Below are records; work out how many of their lines hold the string "condition" and give that number alone.

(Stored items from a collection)
=== Begin Enclosure ===
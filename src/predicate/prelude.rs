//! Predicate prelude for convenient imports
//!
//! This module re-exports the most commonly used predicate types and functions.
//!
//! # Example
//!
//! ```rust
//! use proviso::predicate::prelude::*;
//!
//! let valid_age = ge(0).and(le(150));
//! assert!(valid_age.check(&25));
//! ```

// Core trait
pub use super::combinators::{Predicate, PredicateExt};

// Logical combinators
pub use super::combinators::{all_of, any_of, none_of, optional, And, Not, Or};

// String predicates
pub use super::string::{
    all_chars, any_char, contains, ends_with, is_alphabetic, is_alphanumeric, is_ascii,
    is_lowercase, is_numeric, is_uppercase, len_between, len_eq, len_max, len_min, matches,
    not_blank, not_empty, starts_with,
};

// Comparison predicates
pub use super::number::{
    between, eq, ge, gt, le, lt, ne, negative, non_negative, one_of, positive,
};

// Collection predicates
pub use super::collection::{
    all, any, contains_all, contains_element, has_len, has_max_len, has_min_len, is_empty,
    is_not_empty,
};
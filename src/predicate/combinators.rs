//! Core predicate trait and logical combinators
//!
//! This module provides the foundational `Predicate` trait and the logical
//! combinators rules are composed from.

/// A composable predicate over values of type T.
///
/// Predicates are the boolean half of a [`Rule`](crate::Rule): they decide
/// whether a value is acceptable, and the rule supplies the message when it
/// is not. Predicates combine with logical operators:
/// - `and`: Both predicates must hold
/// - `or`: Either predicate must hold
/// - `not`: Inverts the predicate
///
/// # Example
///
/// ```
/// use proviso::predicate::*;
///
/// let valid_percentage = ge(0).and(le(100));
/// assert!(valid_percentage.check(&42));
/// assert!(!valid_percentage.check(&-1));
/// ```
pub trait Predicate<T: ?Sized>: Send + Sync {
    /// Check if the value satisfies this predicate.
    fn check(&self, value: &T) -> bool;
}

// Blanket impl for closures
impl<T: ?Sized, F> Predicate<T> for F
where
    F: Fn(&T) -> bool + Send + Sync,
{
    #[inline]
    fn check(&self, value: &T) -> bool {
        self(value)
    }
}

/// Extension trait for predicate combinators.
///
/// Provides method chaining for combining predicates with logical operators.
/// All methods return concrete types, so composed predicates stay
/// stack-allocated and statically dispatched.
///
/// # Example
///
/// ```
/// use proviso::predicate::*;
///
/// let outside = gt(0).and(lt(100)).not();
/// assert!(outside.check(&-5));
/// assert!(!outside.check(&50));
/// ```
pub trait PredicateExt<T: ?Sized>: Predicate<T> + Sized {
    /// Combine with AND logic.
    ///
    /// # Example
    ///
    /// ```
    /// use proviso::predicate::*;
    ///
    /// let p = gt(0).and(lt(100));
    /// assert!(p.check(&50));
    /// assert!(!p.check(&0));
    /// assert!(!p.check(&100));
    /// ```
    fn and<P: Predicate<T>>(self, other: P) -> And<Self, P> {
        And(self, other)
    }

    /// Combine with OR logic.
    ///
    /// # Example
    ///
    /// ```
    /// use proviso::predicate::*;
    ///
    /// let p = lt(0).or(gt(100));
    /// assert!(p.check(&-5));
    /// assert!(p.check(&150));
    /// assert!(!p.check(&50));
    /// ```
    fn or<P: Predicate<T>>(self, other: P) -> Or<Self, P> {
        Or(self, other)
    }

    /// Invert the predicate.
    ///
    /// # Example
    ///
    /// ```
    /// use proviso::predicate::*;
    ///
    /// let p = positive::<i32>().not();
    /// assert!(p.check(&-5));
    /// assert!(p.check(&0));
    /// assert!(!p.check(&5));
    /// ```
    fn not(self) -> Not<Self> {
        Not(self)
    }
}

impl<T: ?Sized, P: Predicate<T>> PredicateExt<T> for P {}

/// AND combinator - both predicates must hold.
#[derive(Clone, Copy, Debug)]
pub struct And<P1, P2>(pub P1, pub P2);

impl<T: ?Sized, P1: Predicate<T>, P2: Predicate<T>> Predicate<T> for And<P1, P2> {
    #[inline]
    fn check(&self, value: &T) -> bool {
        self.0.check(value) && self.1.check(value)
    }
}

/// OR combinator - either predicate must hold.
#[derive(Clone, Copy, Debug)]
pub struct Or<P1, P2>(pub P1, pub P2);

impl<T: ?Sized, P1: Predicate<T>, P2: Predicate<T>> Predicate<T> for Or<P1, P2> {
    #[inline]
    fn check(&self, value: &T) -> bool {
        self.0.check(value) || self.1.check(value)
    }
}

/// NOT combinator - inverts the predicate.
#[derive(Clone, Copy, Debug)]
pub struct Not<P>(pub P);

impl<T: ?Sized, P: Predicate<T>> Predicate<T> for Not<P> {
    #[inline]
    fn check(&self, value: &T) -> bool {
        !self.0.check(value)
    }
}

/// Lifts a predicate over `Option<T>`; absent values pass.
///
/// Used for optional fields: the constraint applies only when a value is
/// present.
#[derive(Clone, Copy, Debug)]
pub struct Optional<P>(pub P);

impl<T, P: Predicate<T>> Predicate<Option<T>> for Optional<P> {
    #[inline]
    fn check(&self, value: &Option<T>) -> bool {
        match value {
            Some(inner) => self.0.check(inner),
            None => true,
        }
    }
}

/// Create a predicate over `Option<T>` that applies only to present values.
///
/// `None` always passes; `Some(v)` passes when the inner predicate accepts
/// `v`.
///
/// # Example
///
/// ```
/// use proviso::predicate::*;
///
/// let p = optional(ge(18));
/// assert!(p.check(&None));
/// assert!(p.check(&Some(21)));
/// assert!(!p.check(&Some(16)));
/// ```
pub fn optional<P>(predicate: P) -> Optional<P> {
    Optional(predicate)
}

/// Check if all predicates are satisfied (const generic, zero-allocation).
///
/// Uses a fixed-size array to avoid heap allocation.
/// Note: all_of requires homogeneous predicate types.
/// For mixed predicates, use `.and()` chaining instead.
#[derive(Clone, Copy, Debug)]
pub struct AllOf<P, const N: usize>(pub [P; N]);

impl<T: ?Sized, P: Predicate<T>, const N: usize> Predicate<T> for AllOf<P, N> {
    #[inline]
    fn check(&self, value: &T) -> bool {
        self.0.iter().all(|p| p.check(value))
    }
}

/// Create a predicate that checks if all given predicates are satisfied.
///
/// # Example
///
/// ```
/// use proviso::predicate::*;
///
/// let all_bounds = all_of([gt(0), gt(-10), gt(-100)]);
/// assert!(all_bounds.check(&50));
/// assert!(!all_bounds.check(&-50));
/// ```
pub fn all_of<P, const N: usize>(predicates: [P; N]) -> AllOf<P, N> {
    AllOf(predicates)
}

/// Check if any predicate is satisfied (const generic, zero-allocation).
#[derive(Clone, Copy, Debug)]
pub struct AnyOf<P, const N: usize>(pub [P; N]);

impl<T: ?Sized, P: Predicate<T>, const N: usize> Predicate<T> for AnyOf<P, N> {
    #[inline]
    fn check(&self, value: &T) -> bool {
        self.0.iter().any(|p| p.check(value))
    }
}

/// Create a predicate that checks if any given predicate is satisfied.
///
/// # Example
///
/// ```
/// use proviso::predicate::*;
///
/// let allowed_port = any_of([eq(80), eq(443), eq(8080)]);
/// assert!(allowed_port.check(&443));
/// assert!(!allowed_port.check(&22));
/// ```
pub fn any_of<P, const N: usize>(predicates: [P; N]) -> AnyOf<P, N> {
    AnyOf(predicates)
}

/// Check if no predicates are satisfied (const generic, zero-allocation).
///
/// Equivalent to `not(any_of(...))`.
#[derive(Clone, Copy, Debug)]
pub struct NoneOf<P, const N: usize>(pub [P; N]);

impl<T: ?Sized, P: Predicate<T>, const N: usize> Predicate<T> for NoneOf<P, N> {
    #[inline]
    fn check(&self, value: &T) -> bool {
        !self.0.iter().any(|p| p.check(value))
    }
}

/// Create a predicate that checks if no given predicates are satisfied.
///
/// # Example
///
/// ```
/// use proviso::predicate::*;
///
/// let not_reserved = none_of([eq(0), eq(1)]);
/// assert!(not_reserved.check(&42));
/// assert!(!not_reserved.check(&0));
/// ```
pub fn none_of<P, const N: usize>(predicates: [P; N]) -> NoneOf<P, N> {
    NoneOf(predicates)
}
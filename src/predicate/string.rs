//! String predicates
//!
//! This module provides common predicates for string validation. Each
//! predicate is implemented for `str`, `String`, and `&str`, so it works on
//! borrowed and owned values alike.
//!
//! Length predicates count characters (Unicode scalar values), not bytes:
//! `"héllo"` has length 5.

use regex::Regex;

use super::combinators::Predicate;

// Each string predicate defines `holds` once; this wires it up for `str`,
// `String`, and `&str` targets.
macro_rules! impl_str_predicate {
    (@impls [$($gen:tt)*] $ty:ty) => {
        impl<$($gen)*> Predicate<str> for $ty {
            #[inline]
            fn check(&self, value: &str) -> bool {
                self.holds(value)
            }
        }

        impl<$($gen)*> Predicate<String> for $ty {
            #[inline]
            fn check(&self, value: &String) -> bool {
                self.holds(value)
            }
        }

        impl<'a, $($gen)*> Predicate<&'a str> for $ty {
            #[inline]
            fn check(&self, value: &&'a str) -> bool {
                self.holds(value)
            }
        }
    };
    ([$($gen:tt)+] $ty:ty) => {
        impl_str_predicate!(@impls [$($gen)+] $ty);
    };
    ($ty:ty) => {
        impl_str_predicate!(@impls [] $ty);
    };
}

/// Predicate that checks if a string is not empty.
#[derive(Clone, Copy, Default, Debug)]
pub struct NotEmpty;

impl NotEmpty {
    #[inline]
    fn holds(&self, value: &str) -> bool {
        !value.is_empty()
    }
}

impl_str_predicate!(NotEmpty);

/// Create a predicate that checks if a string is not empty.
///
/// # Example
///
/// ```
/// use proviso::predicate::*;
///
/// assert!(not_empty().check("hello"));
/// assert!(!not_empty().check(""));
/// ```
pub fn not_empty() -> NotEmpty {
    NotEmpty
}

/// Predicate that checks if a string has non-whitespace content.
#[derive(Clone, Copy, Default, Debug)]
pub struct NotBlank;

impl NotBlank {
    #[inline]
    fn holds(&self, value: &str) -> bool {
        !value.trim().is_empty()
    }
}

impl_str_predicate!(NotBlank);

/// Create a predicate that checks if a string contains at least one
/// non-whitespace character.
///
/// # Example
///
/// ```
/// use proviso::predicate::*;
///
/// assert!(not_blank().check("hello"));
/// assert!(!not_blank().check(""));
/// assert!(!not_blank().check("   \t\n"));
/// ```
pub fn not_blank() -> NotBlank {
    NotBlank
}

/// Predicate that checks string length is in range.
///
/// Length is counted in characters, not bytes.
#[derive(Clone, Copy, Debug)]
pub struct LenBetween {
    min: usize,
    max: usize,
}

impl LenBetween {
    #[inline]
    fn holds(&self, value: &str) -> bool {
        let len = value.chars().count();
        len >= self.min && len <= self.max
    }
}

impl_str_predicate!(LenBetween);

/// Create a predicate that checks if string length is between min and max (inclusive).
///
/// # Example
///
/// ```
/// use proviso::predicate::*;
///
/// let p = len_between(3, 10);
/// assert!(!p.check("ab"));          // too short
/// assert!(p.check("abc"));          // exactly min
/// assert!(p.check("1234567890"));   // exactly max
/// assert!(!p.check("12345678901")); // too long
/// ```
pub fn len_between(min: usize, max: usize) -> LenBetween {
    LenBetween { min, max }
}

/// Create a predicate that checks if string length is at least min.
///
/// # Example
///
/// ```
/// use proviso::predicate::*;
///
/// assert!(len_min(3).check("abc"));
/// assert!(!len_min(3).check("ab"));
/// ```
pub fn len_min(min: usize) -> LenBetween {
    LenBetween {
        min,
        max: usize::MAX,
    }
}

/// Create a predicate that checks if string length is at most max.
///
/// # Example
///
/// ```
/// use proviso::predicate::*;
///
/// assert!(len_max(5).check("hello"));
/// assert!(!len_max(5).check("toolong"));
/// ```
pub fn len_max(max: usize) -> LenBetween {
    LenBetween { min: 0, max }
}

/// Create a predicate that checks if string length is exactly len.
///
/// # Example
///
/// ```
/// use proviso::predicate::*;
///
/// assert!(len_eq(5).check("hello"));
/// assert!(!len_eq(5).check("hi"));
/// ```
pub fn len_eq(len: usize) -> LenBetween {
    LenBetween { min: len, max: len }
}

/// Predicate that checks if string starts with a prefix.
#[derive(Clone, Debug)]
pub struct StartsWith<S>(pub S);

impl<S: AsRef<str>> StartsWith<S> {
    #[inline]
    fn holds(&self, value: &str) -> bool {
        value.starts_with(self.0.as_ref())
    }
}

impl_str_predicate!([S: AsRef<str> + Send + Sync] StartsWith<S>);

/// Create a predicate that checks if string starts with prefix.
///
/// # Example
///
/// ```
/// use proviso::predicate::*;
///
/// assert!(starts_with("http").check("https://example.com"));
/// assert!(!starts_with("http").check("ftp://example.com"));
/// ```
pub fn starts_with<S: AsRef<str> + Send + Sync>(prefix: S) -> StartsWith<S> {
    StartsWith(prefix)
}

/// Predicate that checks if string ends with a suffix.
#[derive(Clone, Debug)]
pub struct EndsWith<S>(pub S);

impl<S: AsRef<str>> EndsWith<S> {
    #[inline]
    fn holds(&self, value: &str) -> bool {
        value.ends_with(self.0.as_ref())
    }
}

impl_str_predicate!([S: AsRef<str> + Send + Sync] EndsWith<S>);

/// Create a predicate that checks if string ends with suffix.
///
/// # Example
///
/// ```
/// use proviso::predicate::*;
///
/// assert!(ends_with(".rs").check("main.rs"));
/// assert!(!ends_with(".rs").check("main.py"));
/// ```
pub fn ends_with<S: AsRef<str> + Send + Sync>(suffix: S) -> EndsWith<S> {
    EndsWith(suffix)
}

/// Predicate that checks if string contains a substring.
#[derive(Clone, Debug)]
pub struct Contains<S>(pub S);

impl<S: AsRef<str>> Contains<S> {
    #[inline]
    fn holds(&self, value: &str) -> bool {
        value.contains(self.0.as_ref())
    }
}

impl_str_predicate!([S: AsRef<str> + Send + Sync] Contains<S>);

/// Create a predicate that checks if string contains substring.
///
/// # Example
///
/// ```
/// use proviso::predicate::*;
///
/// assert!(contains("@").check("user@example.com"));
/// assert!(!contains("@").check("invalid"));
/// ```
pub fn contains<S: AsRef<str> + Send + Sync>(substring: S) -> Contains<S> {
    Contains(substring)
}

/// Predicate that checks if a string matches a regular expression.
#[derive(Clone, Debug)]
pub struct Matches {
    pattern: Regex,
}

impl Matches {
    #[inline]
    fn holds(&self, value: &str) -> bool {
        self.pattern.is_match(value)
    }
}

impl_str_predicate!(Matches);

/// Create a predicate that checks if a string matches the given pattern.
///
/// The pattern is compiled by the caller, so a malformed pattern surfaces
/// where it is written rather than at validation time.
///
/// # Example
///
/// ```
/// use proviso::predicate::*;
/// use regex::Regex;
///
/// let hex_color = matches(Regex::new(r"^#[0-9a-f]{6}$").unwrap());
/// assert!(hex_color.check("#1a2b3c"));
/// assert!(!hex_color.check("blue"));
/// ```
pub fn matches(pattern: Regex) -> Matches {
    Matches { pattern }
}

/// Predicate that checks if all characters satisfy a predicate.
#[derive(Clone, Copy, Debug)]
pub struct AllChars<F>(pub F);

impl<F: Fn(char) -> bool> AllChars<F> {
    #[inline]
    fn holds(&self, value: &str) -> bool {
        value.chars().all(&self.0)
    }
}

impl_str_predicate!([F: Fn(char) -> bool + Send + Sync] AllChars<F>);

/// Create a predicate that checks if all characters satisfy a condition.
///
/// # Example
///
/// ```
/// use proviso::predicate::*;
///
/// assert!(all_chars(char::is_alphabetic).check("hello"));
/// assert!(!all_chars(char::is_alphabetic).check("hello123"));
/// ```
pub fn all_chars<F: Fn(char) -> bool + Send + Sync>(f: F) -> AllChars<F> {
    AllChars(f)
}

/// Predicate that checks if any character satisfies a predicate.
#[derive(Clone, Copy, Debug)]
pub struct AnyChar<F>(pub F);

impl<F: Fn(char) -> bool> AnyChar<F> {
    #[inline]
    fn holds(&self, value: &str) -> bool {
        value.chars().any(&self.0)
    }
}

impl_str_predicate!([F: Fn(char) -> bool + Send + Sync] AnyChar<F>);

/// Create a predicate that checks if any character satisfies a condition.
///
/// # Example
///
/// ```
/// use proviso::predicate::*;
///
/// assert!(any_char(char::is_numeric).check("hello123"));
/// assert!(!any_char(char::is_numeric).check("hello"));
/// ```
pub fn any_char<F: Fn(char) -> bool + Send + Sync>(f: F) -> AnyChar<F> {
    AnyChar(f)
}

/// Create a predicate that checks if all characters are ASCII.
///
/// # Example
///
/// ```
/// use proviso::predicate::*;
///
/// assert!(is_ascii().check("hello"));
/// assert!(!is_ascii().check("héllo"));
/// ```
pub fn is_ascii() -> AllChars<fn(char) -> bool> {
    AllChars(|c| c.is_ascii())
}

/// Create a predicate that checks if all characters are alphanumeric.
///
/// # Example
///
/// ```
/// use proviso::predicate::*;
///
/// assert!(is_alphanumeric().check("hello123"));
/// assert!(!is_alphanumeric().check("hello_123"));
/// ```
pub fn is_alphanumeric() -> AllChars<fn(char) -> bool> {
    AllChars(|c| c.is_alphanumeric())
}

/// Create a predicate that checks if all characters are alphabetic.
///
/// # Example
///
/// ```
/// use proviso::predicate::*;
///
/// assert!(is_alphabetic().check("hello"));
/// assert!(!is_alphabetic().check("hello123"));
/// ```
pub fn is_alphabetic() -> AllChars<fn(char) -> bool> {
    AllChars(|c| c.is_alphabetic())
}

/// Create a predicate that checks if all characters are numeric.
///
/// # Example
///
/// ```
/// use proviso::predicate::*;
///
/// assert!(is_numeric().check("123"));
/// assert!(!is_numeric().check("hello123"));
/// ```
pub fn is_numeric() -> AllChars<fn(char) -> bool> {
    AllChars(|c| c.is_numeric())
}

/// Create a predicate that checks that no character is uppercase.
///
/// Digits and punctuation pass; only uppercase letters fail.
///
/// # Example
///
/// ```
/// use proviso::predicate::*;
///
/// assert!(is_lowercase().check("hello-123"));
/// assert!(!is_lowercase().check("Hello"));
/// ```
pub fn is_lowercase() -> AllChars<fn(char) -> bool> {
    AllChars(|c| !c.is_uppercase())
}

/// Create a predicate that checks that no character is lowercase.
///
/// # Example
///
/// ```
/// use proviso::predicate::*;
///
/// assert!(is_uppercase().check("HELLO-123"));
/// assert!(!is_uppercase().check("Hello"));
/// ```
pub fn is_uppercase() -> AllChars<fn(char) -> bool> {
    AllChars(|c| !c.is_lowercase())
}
=== End Enclosure ===
> _Task result_
2